Recollections of dead family members and relatives

Memories of hurtful pains

Moments of flowing tears and unending sorrow

No comfortable brain

No one to lead so that we could follow

We had no direction;

We had no hope

All the while been in that tribulation;

With which it was difficult to cope

What could we have done?

On whose trunks could we have held?

How couldn’t we have gone;

if they all wanted us in hell?

The insurgency;

that gave us too much difficulties;

in our entire life journey;

and roped many to become casualties.

 

The sorrow cuts more painfully than canes

There was nothing we could to take away the pains

But only to conform to the afflictions that had already befallen us

Thinking that perhaps the almighty had already forsaken us

People lost their lives, people lost properties

But what could we have done to stop that? Nothing.

The rebels knew no mercy.

They killed without leniency

Wherever they go,

they were known of killing, looting, raping, pillaging, torching dwellings and so much more.
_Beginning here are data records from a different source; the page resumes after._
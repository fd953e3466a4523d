use bytemuck::{Pod, Zeroable};

/// Per-instance render data written to the shared buffer for the TypeScript renderer.
/// Must match the TypeScript protocol: 8 floats = 32 bytes stride.
#[repr(C)]
#[derive(Debug, Clone, Copy, Default, PartialEq, Pod, Zeroable)]
pub struct RenderInstance {
    /// X position in world space.
    pub x: f32,
    /// Y position in world space (up).
    pub y: f32,
    /// Z position in world space.
    pub z: f32,
    /// Yaw around +Y in radians.
    pub heading: f32,
    /// Uniform scale in world units.
    pub scale: f32,
    /// Mesh id.
    pub mesh: f32,
    /// Game-defined variant.
    pub variant: f32,
    /// Mesh-specific parameter.
    pub param: f32,
}

impl RenderInstance {
    pub const FLOATS: usize = 8;
    pub const STRIDE_BYTES: usize = Self::FLOATS * 4;
}

/// A contiguous run of instances sharing one mesh, drawn with a single instanced call.
#[repr(C)]
#[derive(Debug, Clone, Copy, Default, PartialEq, Pod, Zeroable)]
pub struct MeshBatch {
    pub mesh: f32,
    pub start: f32,
    pub count: f32,
}

impl MeshBatch {
    pub const FLOATS: usize = 3;
}

/// Render buffer containing all mesh instances, ordered by mesh id.
pub struct RenderBuffer {
    pub instances: Vec<RenderInstance>,
    pub batches: Vec<MeshBatch>,
}

impl RenderBuffer {
    pub fn new() -> Self {
        Self::with_capacity(256)
    }

    pub fn with_capacity(max_instances: usize) -> Self {
        Self {
            instances: Vec::with_capacity(max_instances),
            batches: Vec::new(),
        }
    }

    pub fn clear(&mut self) {
        self.instances.clear();
        self.batches.clear();
    }

    /// Append an instance, extending the last batch when the mesh matches.
    pub fn push(&mut self, instance: RenderInstance) {
        let index = self.instances.len() as f32;
        match self.batches.last_mut() {
            Some(batch) if batch.mesh == instance.mesh => batch.count += 1.0,
            _ => self.batches.push(MeshBatch {
                mesh: instance.mesh,
                start: index,
                count: 1.0,
            }),
        }
        self.instances.push(instance);
    }

    pub fn instance_count(&self) -> u32 {
        self.instances.len() as u32
    }

    pub fn batch_count(&self) -> u32 {
        self.batches.len() as u32
    }

    /// Raw pointer to instance data for shared-buffer reads.
    pub fn instances_ptr(&self) -> *const f32 {
        self.instances.as_ptr() as *const f32
    }

    /// Raw pointer to batch data for shared-buffer reads.
    pub fn batches_ptr(&self) -> *const f32 {
        self.batches.as_ptr() as *const f32
    }
}

impl Default for RenderBuffer {
    fn default() -> Self {
        Self::new()
    }
}

#[cfg(test)]
mod tests {
    use super::*;

    fn instance(mesh: f32) -> RenderInstance {
        RenderInstance { mesh, ..Default::default() }
    }

    #[test]
    fn render_instance_is_8_floats() {
        assert_eq!(std::mem::size_of::<RenderInstance>(), RenderInstance::STRIDE_BYTES);
        assert_eq!(std::mem::size_of::<MeshBatch>(), MeshBatch::FLOATS * 4);
    }

    #[test]
    fn push_extends_matching_batch() {
        let mut buf = RenderBuffer::new();
        buf.push(instance(1.0));
        buf.push(instance(1.0));
        buf.push(instance(2.0));
        assert_eq!(buf.instance_count(), 3);
        assert_eq!(buf.batches, vec![
            MeshBatch { mesh: 1.0, start: 0.0, count: 2.0 },
            MeshBatch { mesh: 2.0, start: 2.0, count: 1.0 },
        ]);
    }

    #[test]
    fn clear_drops_batches() {
        let mut buf = RenderBuffer::new();
        buf.push(instance(0.0));
        buf.clear();
        assert_eq!(buf.instance_count(), 0);
        assert_eq!(buf.batch_count(), 0);
    }
}
pub mod render;
pub mod rng;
They never looked at us as human beings

Oh tears stained our faces

Education was no more

Medical services were no more

The plenty we had down home there was no more

The kraals which were full of livestock were razed down

Empty kraals and blazed abodes

Had to converge in the IDP camps;

which were well known of scarcities

We were subjected to all those

Sleeping in the bushes for fears of being burned inside our huts

Stings of mosquitoes were nothing and didn’t hurt

Children wandering on the streets and night commuters sleeping under verandas in town centers for fear of being killed

 

On taking a crack to flee the gruesome deaths

from the unwelcomed viciousness of the murderous,

Vehicles taking people away from the war zone

were shot and burned with the passengers in them

Planes carrying people away were shot and burned

People in great number died. We cried.

We cried because the trouble was painful beyond bearing

Our government, religious leaders and political leaders

Struggled to ensure the tribulation was brought to an end

At last; we didn’t only hear from tale or history;

that the war had come to a point of vanquish

But saw with our eyes, heard with our ears

and felt that we were finally at ease.

But again we came to know what it felt like

to live in the post conflict zone

Getting back to the life we had before was a tag of war

Going back to the original villages from which we came

They had all turned into bushes

Land disputes emerged

Landmines which were previously set during the war period

became another source of death and physical damages

Poor health services as well led to the death of some people.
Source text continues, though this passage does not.